(YOUR ASSIGNMENT): When a line in the records includes the string "derive", it goes into the tally; report that tally alone.

(RAW DATA):
//! Validation subcommand

use super::CliError;
use crate::config::CrawlConfig;
use crate::identifier::SymbolIdentifier;
use clap::Parser;
use std::path::{Path, PathBuf};

/// Validate command for checking identifiers and config files
#[derive(Parser, Debug)]
pub struct ValidateCommand {
    /// What to validate
    #[command(subcommand)]
    pub target: ValidateTarget,
}

/// Target type for validation
#[derive(clap::Subcommand, Debug)]
pub enum ValidateTarget {
    /// Decompose a symbol identifier (e.g. DAP00PFBEXD000101)
    Identifier {
        /// Identifier to validate
        identifier: String,
    },
    /// Load and check a JSON crawl config
    Config {
        /// Config file path
        path: PathBuf,
    },
}

impl ValidateCommand {
    /// Execute the validation command
    pub async fn execute(&self) -> Result<(), CliError> {
        match &self.target {
            ValidateTarget::Identifier { identifier } => self.validate_identifier(identifier),
            ValidateTarget::Config { path } => self.validate_config(path),
        }
    }

    fn validate_identifier(&self, identifier: &str) -> Result<(), CliError> {
        let parts = SymbolIdentifier::parse(identifier).map_err(|e| {
            eprintln!("Invalid identifier: {e}");
            CliError::InvalidArgument(e.to_string())
        })?;
        let date = parts.date().map_err(|e| {
            eprintln!("Invalid identifier: {e}");
            CliError::InvalidArgument(e.to_string())
        })?;

        println!("Valid identifier: {identifier}");
        println!("  Bazar type: {}", parts.bazar_type);
        println!("  Product: {}", parts.product_name);
        println!("  Producer: {}", parts.producer_name);
        println!("  Contract type: {}", parts.contract_type);
        println!("  Load type: {}", parts.load_type_code);
        println!("  Delivery place: {}", parts.delivery_place);
        println!("  Delivery period: {}", parts.delivery_period);
        println!("  Delivery date: {date}");
        Ok(())
    }

    fn validate_config(&self, path: &Path) -> Result<(), CliError> {
        let config = CrawlConfig::from_json_file(path)?;
        if let Err(e) = config.validate() {
            eprintln!("Invalid config {}: {e}", path.display());
            return Err(e.into());
        }

        println!("Valid config: {}", path.display());
        println!("  Dates: {} to {}", config.start_date, config.end_date);
        println!(
            "  Load types: {}",
            config
                .load_types
                .iter()
                .map(|lt| format!("{}={}", lt.name, lt.code))
                .collect::<Vec<_>>()
                .join(", ")
        );
        println!("  Identifiers: {}", config.total_identifiers());
        println!("  Base URL: {}", config.base_url);
        Ok(())
    }
}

(EXPECTED OUTPUT): 2